▶ **TRY IT**
Report only how many lines below include "common".

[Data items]
....
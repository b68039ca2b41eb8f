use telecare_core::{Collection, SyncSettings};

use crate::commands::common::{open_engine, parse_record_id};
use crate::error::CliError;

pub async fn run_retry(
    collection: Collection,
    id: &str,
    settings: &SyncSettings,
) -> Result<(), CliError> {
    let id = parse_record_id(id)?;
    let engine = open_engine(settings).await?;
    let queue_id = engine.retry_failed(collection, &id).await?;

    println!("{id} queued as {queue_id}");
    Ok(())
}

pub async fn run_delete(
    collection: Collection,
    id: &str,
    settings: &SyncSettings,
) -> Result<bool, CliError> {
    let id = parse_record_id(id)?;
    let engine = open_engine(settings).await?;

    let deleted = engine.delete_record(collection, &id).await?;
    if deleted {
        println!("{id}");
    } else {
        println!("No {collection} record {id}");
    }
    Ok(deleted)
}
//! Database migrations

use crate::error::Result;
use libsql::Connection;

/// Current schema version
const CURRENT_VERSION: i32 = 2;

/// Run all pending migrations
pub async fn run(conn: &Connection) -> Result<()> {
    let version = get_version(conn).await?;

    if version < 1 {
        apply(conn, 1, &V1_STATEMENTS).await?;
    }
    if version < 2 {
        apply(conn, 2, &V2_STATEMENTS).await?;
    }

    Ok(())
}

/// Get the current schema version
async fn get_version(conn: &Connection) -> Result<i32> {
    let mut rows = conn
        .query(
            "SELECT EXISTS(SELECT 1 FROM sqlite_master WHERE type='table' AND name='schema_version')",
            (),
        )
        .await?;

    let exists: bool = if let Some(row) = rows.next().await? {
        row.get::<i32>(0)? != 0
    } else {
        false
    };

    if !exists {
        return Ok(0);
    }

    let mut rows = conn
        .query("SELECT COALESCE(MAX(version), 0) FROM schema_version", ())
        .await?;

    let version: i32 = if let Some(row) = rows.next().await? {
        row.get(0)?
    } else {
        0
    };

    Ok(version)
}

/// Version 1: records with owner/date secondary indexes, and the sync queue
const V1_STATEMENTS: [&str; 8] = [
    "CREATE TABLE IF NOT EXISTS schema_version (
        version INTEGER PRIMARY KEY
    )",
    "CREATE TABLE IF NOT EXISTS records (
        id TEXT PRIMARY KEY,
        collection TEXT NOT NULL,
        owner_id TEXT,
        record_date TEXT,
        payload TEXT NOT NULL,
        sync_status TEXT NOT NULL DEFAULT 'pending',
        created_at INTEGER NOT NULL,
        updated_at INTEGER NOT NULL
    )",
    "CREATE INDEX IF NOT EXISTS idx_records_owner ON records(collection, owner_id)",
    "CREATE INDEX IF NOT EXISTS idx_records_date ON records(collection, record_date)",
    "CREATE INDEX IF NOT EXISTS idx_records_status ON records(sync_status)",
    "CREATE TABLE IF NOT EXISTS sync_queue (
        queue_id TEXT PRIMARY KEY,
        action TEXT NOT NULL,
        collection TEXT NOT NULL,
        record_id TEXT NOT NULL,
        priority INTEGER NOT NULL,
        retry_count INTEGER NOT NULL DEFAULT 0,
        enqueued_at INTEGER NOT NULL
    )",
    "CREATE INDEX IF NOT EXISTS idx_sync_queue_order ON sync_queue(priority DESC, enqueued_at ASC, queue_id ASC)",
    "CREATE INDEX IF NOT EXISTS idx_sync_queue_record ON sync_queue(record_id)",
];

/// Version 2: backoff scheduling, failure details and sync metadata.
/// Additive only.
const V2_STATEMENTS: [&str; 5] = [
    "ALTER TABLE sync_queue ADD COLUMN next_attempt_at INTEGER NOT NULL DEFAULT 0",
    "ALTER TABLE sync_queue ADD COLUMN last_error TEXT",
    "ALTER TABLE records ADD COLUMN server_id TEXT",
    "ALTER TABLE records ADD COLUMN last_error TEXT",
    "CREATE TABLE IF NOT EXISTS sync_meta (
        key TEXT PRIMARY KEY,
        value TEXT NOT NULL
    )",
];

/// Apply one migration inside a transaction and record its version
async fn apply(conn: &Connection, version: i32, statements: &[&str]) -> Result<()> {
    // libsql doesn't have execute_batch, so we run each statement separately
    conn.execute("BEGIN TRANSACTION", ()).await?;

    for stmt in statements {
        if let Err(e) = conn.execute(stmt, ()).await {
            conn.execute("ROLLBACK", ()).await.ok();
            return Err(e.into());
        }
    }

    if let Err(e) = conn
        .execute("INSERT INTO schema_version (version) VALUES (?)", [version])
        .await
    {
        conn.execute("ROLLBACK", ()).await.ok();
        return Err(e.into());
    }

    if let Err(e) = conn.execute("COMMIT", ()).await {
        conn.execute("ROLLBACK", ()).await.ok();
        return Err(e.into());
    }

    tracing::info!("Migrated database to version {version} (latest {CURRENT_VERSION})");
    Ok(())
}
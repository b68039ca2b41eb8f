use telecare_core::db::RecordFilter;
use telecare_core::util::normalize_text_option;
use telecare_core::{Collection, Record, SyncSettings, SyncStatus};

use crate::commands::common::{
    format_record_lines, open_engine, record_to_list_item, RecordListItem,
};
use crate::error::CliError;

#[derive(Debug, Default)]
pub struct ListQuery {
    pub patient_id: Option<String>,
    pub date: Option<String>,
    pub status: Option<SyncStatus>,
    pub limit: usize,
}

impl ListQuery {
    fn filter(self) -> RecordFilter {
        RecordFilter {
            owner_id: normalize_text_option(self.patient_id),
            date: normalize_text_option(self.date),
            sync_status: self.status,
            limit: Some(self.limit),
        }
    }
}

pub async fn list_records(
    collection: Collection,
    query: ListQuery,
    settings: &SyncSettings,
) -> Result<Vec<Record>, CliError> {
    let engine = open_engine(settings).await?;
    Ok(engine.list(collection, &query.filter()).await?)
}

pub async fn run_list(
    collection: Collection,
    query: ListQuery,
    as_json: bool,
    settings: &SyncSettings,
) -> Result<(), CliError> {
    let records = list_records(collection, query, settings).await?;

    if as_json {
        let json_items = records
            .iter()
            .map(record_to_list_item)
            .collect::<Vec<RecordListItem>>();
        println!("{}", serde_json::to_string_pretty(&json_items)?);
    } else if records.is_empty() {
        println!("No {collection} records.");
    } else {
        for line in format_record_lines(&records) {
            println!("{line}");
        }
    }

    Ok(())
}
....
▶ **FINISHED EXERCISE**
2